No i lipiec za nami. Dopiero był koniec czerwca, dopiero zakwitał bez (swoją drogą, dopiero teraz przekwita.. KONIEC LIPCA!) a ja cieszyłam się na lipcowe dni.
Lipiec był inny niż sobie to zaplanowałam, życie zweryfikowało plany i zamiast planu A, musiałam sięgnąć po plan B. C’est la vie. Jednak nawet z planem B spędziłam fajny miesiąc. Tegoroczny lipiec to Święto Niepodległości w Stanach, moje urodziny no i kilka podróży, oczywiście, też 🙂 Miasteczko uniwersyteckie Athens w Georgii, stolica muzyki country Nashville w stanie Tennessee oraz Birmingham w Alabamie.
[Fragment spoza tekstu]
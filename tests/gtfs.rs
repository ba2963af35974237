use chrono::NaiveDate;

use dev_utils::{get_example_date, hm, load_example_gtfs};
use raptor::{raptor_query, Network, NetworkBuilder, RaptorConfig, StopAccess};

#[test]
fn groups_trips_running_on_the_date_into_routes() {
    let gtfs = load_example_gtfs().unwrap();
    let network = Network::from_gtfs(&gtfs, get_example_date(), RaptorConfig::default()).unwrap();

    assert_eq!(network.num_stops(), 4);
    assert_eq!(network.num_routes(), 2);
    assert_eq!(&*network.get_route(0).line, "1");
    assert_eq!(&*network.get_route(0).id, "R1");
    assert_eq!(network.route_departures(0), &[hm(7, 0), hm(8, 0)]);
    assert_eq!(network.departure_id(1), "T3");

    let second = network.get_stop_idx("S2").unwrap();
    let route_stop = network.get_route_stop(network.route_stops_at(second)[0]);
    assert_eq!((route_stop.arrival_offset, route_stop.departure_offset), (600, 660));
    assert_eq!(network.get_stop(second).name.as_ref(), "Second Street");
}

#[test]
fn calendar_applies_without_exceptions() {
    let gtfs = load_example_gtfs().unwrap();
    let monday = NaiveDate::from_ymd_opt(2024, 5, 13).unwrap();
    let network = Network::from_gtfs(&gtfs, monday, RaptorConfig::default()).unwrap();
    assert_eq!(network.num_routes(), 1);
    assert_eq!(network.route_departures(0), &[hm(6, 0)]);

    let sunday = NaiveDate::from_ymd_opt(2024, 5, 12).unwrap();
    let network = NetworkBuilder::from_gtfs(&gtfs, sunday, RaptorConfig::default()).unwrap().build().unwrap();
    assert_eq!(network.num_routes(), 0);
    let first = network.get_stop_idx("S1").unwrap();
    let third = network.get_stop_idx("S3").unwrap();
    assert!(!raptor_query(&network, hm(6, 0), &[StopAccess::new(first, 0, 0.0)], &[StopAccess::new(third, 0, 0.0)]).is_found());
}

#[test]
fn changes_lines_at_a_shared_stop() {
    let gtfs = load_example_gtfs().unwrap();
    let network = Network::from_gtfs(&gtfs, get_example_date(), RaptorConfig::default()).unwrap();
    let fourth = network.get_stop_idx("S4").unwrap();
    let third = network.get_stop_idx("S3").unwrap();

    let itinerary = raptor_query(&network, hm(7, 25), &[StopAccess::new(fourth, 0, 0.0)], &[StopAccess::new(third, 0, 0.0)]);
    assert!(itinerary.is_found());
    assert_eq!(itinerary.transfer_count, 1);
    assert_eq!(itinerary.arrival_time(), hm(8, 21));
    assert_eq!(itinerary.legs.iter().filter(|leg| leg.is_transit()).count(), 2);
}
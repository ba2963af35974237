use std::fmt::{Debug, Display};

use crate::label::{Arrival, LabelId, Labels};
use crate::network::{DepartureIndex, Network, PathfindingCost, RouteIndex, StopIndex, Timestamp};
use crate::utils;

#[derive(Clone, Copy, Debug, PartialEq, Eq)]
pub enum WalkKind {
    Access,
    Egress,
    Transfer,
}

#[derive(Clone, Debug, PartialEq, Eq)]
pub enum Leg {
    Transit {
        from_stop: StopIndex,
        to_stop: StopIndex,
        route: RouteIndex,
        departure: DepartureIndex,
        /// Arrival at the boarding stop, so the duration includes the wait for the vehicle.
        start_time: Timestamp,
        duration: Timestamp,
    },
    /// A stop of `None` lies outside the network (origin or destination).
    Walk {
        from_stop: Option<StopIndex>,
        to_stop: Option<StopIndex>,
        start_time: Timestamp,
        duration: Timestamp,
        kind: WalkKind,
    },
}

impl Leg {
    pub fn start_time(&self) -> Timestamp {
        match self {
            Leg::Transit { start_time, .. } | Leg::Walk { start_time, .. } => *start_time,
        }
    }

    pub fn duration(&self) -> Timestamp {
        match self {
            Leg::Transit { duration, .. } | Leg::Walk { duration, .. } => *duration,
        }
    }

    pub fn end_time(&self) -> Timestamp { self.start_time() + self.duration() }

    pub fn is_transit(&self) -> bool { matches!(self, Leg::Transit { .. }) }
}

/// Result of a query. An itinerary without legs and with infinite cost means nothing was found.
#[derive(Clone)]
pub struct Itinerary<'a> {
    pub legs: Vec<Leg>,
    pub cost: PathfindingCost,
    pub departure_time: Timestamp,
    pub travel_time: Timestamp,
    pub transfer_count: u32,
    pub network: &'a Network,
}

impl<'a> Itinerary<'a> {
    pub fn empty(network: &'a Network, departure_time: Timestamp) -> Self {
        Self { legs: Vec::new(), cost: PathfindingCost::INFINITY, departure_time, travel_time: 0, transfer_count: 0, network }
    }

    pub fn is_found(&self) -> bool { self.cost.is_finite() }

    pub fn arrival_time(&self) -> Timestamp { self.departure_time + self.travel_time }

    /// Leaves no earlier, arrives no later and needs no more transfers than `other`.
    pub fn dominates(&self, other: &Itinerary) -> bool {
        self.transfer_count <= other.transfer_count
            && self.departure_time >= other.departure_time
            && self.arrival_time() <= other.arrival_time()
    }

    /// Builds the itinerary ending in the egress label `destination`.
    ///
    /// `cost_offset` is subtracted from the label cost, which lets range queries report comparable costs.
    pub(crate) fn assemble(
        network: &'a Network,
        labels: &Labels,
        destination: Option<LabelId>,
        departure_time: Timestamp,
        cost_offset: PathfindingCost,
    ) -> Self {
        let Some(destination) = destination else {
            return Self::empty(network, departure_time);
        };
        let egress = &labels[destination];
        let path = labels.path_to(destination);

        let mut legs = Vec::with_capacity(path.len());
        let mut time = departure_time;
        let mut from_stop: Option<StopIndex> = None;
        for (i, &label_id) in path.iter().enumerate() {
            let element = &labels[label_id];
            let to_stop = element.to_route_stop.map(|route_stop| network.get_route_stop(route_stop).stop_idx);
            let duration = element.arrival_time.saturating_sub(time);
            match element.arrival {
                Arrival::Walk => {
                    if from_stop.is_some() && from_stop == to_stop {
                        // Changing vehicles within a stop is part of the next transit leg.
                        continue;
                    }
                    if i + 2 == path.len() {
                        // Merged into the egress walk.
                        continue;
                    }
                    let kind = match (from_stop, to_stop) {
                        (None, Some(_)) => WalkKind::Access,
                        (Some(_), None) => WalkKind::Egress,
                        _ => WalkKind::Transfer,
                    };
                    legs.push(Leg::Walk { from_stop, to_stop, start_time: time, duration, kind });
                }
                Arrival::Ride { departure } => {
                    if let (Some(boarded_stop), Some(route_stop)) = (from_stop, element.to_route_stop) {
                        let route_stop = network.get_route_stop(route_stop);
                        legs.push(Leg::Transit {
                            from_stop: boarded_stop,
                            to_stop: route_stop.stop_idx,
                            route: route_stop.route_idx,
                            departure,
                            start_time: time,
                            duration,
                        });
                    }
                }
            }
            time = element.arrival_time;
            from_stop = to_stop;
        }

        Self {
            legs,
            cost: egress.arrival_cost - cost_offset,
            departure_time,
            travel_time: egress.arrival_time.saturating_sub(departure_time),
            transfer_count: egress.transfer_count,
            network,
        }
    }

    fn stop_name(&self, stop: Option<StopIndex>, outside: &'static str) -> &str {
        match stop {
            Some(stop) => &self.network.get_stop(stop).name,
            None => outside,
        }
    }
}

impl Debug for Itinerary<'_> {
    fn fmt(&self, f: &mut std::fmt::Formatter<'_>) -> std::fmt::Result {
        f.debug_struct("Itinerary")
            .field("legs", &self.legs)
            .field("cost", &self.cost)
            .field("departure_time", &self.departure_time)
            .field("travel_time", &self.travel_time)
            .field("transfer_count", &self.transfer_count)
            .finish_non_exhaustive()
    }
}

impl Display for Itinerary<'_> {
    fn fmt(&self, f: &mut std::fmt::Formatter<'_>) -> std::fmt::Result {
        write!(f, "-----------------------------------------------")?;
        if self.is_found() {
            for leg in self.legs.iter() {
                writeln!(f)?;
                match leg {
                    Leg::Transit { from_stop, to_stop, route, departure, start_time, duration } => {
                        writeln!(f,
                                 "Board at {} after {} ({} line, trip {}).",
                                 self.network.get_stop(*from_stop).name,
                                 utils::get_time_str(*start_time),
                                 self.network.get_route(*route).line,
                                 self.network.departure_id(*departure),
                        )?;
                        write!(f,
                               "Arrive at {} at {}.",
                               self.network.get_stop(*to_stop).name,
                               utils::get_time_str(start_time + duration)
                        )?;
                    }
                    Leg::Walk { from_stop, to_stop, start_time, duration, kind } => {
                        write!(f,
                               "Walk from {} to {} at {} ({} seconds, {:?}).",
                               self.stop_name(*from_stop, "origin"),
                               self.stop_name(*to_stop, "destination"),
                               utils::get_time_str(*start_time),
                               duration,
                               kind,
                        )?;
                    }
                }
            }
            writeln!(f)?;
            writeln!(f,
                     "Departure at {}, total journey time: {} minutes, {} transfers, cost {:.2}.",
                     utils::get_time_str(self.departure_time),
                     self.travel_time / 60,
                     self.transfer_count,
                     self.cost,
            )?;
        } else {
            writeln!(f)?;
            writeln!(f, "No journey found.")?;
        }
        writeln!(f, "-----------------------------------------------")?;
        Ok(())
    }
}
Nowe doświadczenia, pierwszy w życiu bieg (10km), pierwsza podróż bez towarzystwa (nie myślałam, że kiedykolwiek się odważę:)). Do tego duuużo odpoczynku wakacyjnego i pięknych chwil, które warto zapamiętać.
Nowe doświadczenia, pierwszy w życiu bieg (10km), pierwsza podróż bez towarzystwa (nie myślałam, że kiedykolwiek się odważę:)). Do tego duuużo odpoczynku wakacyjnego i pięknych chwil, które warto zapamiętać.
Czas na obrazki 🙂
Przygotowania do Święta Niepodległości, 4 lipca
Niektóre z patriotycznych słodyczy 🙂
Przed biegiem, jeszcze pełna energii i wesolutka 🙂
Do biegu, gotowi… 😉
A to już posiłek biegacza ;)))
McDonald po raz pierwszy (!) od przyjazdu do Stanów.
Musiałam więc.. 😉
Skyview Atlanta czyli diabelski młyn w centrum miasta.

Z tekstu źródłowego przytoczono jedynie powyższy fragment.